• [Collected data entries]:
_ _ _ _
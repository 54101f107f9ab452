//! High-level facade combining the fixture client with the stores.
//!
//! A [`Backoffice`] owns one [`crate::client::FixtureClient`] plus the
//! three shared entity stores and wires the load lifecycle together:
//! fetch errors are absorbed here, converted to a user-facing message
//! on the affected store, and logged — they never propagate to the
//! caller. View controllers are handed `Arc` clones of the stores.

/// Message stored when the users fixture fails to load.
const USERS_LOAD_ERROR: &str = "failed to load users";

/// Message stored when the orders fixture fails to load.
const ORDERS_LOAD_ERROR: &str = "failed to load orders";

/// Message stored when the commissions fixture fails to load.
const COMMISSIONS_LOAD_ERROR: &str = "failed to load commissions";

/// Generates a high-level facade (async or blocking).
macro_rules! define_backoffice {
    (
        facade_name: $facade:ident,
        builder_name: $builder:ident,
        http_client: $http_client:ty,
        facade_doc: $facade_doc:expr,
        builder_doc: $builder_doc:expr,
        $(async_kw: $async_kw:tt,)?
        $(await_kw: $await_ext:tt,)?
    ) => {
        #[doc = $builder_doc]
        #[derive(Debug)]
        pub struct $builder {
            /// Base URL override.
            base_url: Option<String>,
            /// Simulated latency override.
            latency: Option<Duration>,
        }

        impl $builder {
            /// Overrides the fixture base URL.
            #[inline]
            #[must_use]
            pub fn base_url<T: Into<String>>(mut self, url: T) -> Self {
                self.base_url = Some(url.into());
                self
            }

            /// Overrides the simulated network latency.
            #[inline]
            #[must_use]
            pub const fn latency(mut self, latency: Duration) -> Self {
                self.latency = Some(latency);
                self
            }

            /// Builds the facade with fresh, empty stores.
            ///
            /// # Errors
            ///
            /// Returns [`crate::error::BackofficeError::Http`] if the
            /// HTTP client fails to build.
            #[inline]
            pub fn build(self) -> Result<$facade> {
                let mut http_builder = <$http_client>::builder();
                if let Some(url) = self.base_url {
                    http_builder = http_builder.base_url(url);
                }
                if let Some(latency) = self.latency {
                    http_builder = http_builder.latency(latency);
                }
                let client = http_builder.build()?;

                Ok($facade {
                    client,
                    users: Arc::new(EntityStore::new()),
                    orders: Arc::new(EntityStore::new()),
                    commissions: Arc::new(EntityStore::new()),
                })
            }
        }

        #[doc = $facade_doc]
        #[derive(Debug)]
        pub struct $facade {
            /// Low-level fixture client.
            client: $http_client,
            /// Shared users store.
            users: Arc<EntityStore<User>>,
            /// Shared orders store.
            orders: Arc<EntityStore<Order>>,
            /// Shared commissions store.
            commissions: Arc<EntityStore<Commission>>,
        }

        impl $facade {
            /// Creates a new builder for configuring the facade.
            #[inline]
            #[must_use]
            pub const fn builder() -> $builder {
                $builder {
                    base_url: None,
                    latency: None,
                }
            }

            /// Loads the users fixture into the users store.
            ///
            /// A fetch failure is absorbed into the store's error state.
            /// Returns `true` if the outcome was applied, `false` if a
            /// newer load superseded it.
            #[tracing::instrument(skip_all)]
            pub $($async_kw)? fn load_users(&self) -> bool {
                let token = self.users.begin_load();
                let outcome = match self.client.users() $( .$await_ext )? {
                    Ok(data) => Ok(data),
                    Err(err) => {
                        tracing::warn!(error = %err, "users fixture fetch failed");
                        Err(USERS_LOAD_ERROR.to_owned())
                    }
                };
                let applied = self.users.finish_load(token, outcome);
                if !applied {
                    tracing::debug!("discarded stale users load");
                }
                applied
            }

            /// Loads the orders fixture into the orders store.
            ///
            /// A fetch failure is absorbed into the store's error state.
            /// Returns `true` if the outcome was applied, `false` if a
            /// newer load superseded it.
            #[tracing::instrument(skip_all)]
            pub $($async_kw)? fn load_orders(&self) -> bool {
                let token = self.orders.begin_load();
                let outcome = match self.client.orders() $( .$await_ext )? {
                    Ok(data) => Ok(data),
                    Err(err) => {
                        tracing::warn!(error = %err, "orders fixture fetch failed");
                        Err(ORDERS_LOAD_ERROR.to_owned())
                    }
                };
                let applied = self.orders.finish_load(token, outcome);
                if !applied {
                    tracing::debug!("discarded stale orders load");
                }
                applied
            }

            /// Loads the commissions fixture into the commissions store.
            ///
            /// A fetch failure is absorbed into the store's error state.
            /// Returns `true` if the outcome was applied, `false` if a
            /// newer load superseded it.
            #[tracing::instrument(skip_all)]
            pub $($async_kw)? fn load_commissions(&self) -> bool {
                let token = self.commissions.begin_load();
                let outcome = match self.client.commissions() $( .$await_ext )? {
                    Ok(data) => Ok(data),
                    Err(err) => {
                        tracing::warn!(error = %err, "commissions fixture fetch failed");
                        Err(COMMISSIONS_LOAD_ERROR.to_owned())
                    }
                };
                let applied = self.commissions.finish_load(token, outcome);
                if !applied {
                    tracing::debug!("discarded stale commissions load");
                }
                applied
            }

            /// Loads all three fixtures.
            ///
            /// Failures stay confined to the affected store; the other
            /// collections still load.
            #[tracing::instrument(skip_all)]
            pub $($async_kw)? fn load_all(&self) {
                _ = self.load_users() $( .$await_ext )?;
                _ = self.load_orders() $( .$await_ext )?;
                _ = self.load_commissions() $( .$await_ext )?;
            }

            /// Returns a handle to the shared users store.
            #[inline]
            #[must_use]
            pub fn users_store(&self) -> Arc<EntityStore<User>> {
                Arc::clone(&self.users)
            }

            /// Returns a handle to the shared orders store.
            #[inline]
            #[must_use]
            pub fn orders_store(&self) -> Arc<EntityStore<Order>> {
                Arc::clone(&self.orders)
            }

            /// Returns a handle to the shared commissions store.
            #[inline]
            #[must_use]
            pub fn commissions_store(&self) -> Arc<EntityStore<Commission>> {
                Arc::clone(&self.commissions)
            }

            /// Creates a dashboard controller over the shared stores.
            #[inline]
            #[must_use]
            pub fn dashboard_view(&self) -> DashboardView {
                DashboardView::new(
                    self.users_store(),
                    self.orders_store(),
                    self.commissions_store(),
                )
            }

            /// Creates a users list controller over the shared store.
            #[inline]
            #[must_use]
            pub fn users_view(&self) -> UsersListView {
                UsersListView::new(self.users_store())
            }

            /// Creates an orders list controller over the shared stores.
            #[inline]
            #[must_use]
            pub fn orders_view(&self) -> OrdersListView {
                OrdersListView::new(self.orders_store(), self.users_store())
            }

            /// Creates a commissions controller over the shared stores.
            #[inline]
            #[must_use]
            pub fn commissions_view(&self) -> CommissionsView {
                CommissionsView::new(self.commissions_store(), self.users_store())
            }

            /// Creates a user detail controller for the given id.
            #[inline]
            #[must_use]
            pub fn user_detail_view(&self, id: &UserId) -> UserDetailView {
                UserDetailView::new(self.users_store(), id)
            }

            /// Creates an order detail controller for the given id.
            #[inline]
            #[must_use]
            pub fn order_detail_view(&self, id: &OrderId) -> OrderDetailView {
                OrderDetailView::new(self.orders_store(), self.users_store(), id)
            }

            /// Returns a reference to the underlying fixture client.
            #[inline]
            #[must_use]
            pub const fn inner_client(&self) -> &$http_client {
                &self.client
            }
        }

    };
}

// ── Async variant ───────────────────────────────────────────────────────

#[cfg(feature = "async")]
mod async_backoffice {
    //! Async high-level facade.

    use core::time::Duration;
    use std::sync::Arc;

    use crate::client::FixtureClient;
    use crate::error::Result;
    use crate::models::{Commission, Order, OrderId, User, UserId};
    use crate::store::EntityStore;
    use crate::views::{
        CommissionsView, DashboardView, OrderDetailView, OrdersListView, UserDetailView,
        UsersListView,
    };

    use super::{COMMISSIONS_LOAD_ERROR, ORDERS_LOAD_ERROR, USERS_LOAD_ERROR};

    define_backoffice! {
        facade_name: Backoffice,
        builder_name: BackofficeBuilder,
        http_client: FixtureClient,
        facade_doc: "High-level async facade over the fixture client and the shared stores.\n\nUse [`Backoffice::builder()`] to construct an instance.",
        builder_doc: "Builder for constructing a [`Backoffice`] facade.",
        async_kw: async,
        await_kw: await,
    }
}

// ── Blocking variant ────────────────────────────────────────────────────

#[cfg(feature = "blocking")]
mod blocking_backoffice {
    //! Blocking high-level facade.

    use core::time::Duration;
    use std::sync::Arc;

    use crate::client::FixtureBlockingClient;
    use crate::error::Result;
    use crate::models::{Commission, Order, OrderId, User, UserId};
    use crate::store::EntityStore;
    use crate::views::{
        CommissionsView, DashboardView, OrderDetailView, OrdersListView, UserDetailView,
        UsersListView,
    };

    use super::{COMMISSIONS_LOAD_ERROR, ORDERS_LOAD_ERROR, USERS_LOAD_ERROR};

    define_backoffice! {
        facade_name: BackofficeBlocking,
        builder_name: BackofficeBlockingBuilder,
        http_client: FixtureBlockingClient,
        facade_doc: "High-level blocking facade over the fixture client and the shared stores.\n\nUse [`BackofficeBlocking::builder()`] to construct an instance.",
        builder_doc: "Builder for constructing a [`BackofficeBlocking`] facade.",
    }
}

#[cfg(feature = "async")]
pub use async_backoffice::{Backoffice, BackofficeBuilder};
#[cfg(feature = "blocking")]
pub use blocking_backoffice::{BackofficeBlocking, BackofficeBlockingBuilder};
_ _ _ _
• [Work required]:
Across these entries, count each line where the string "warn" shows up. Give only the count.

• [Finished exercise]:
3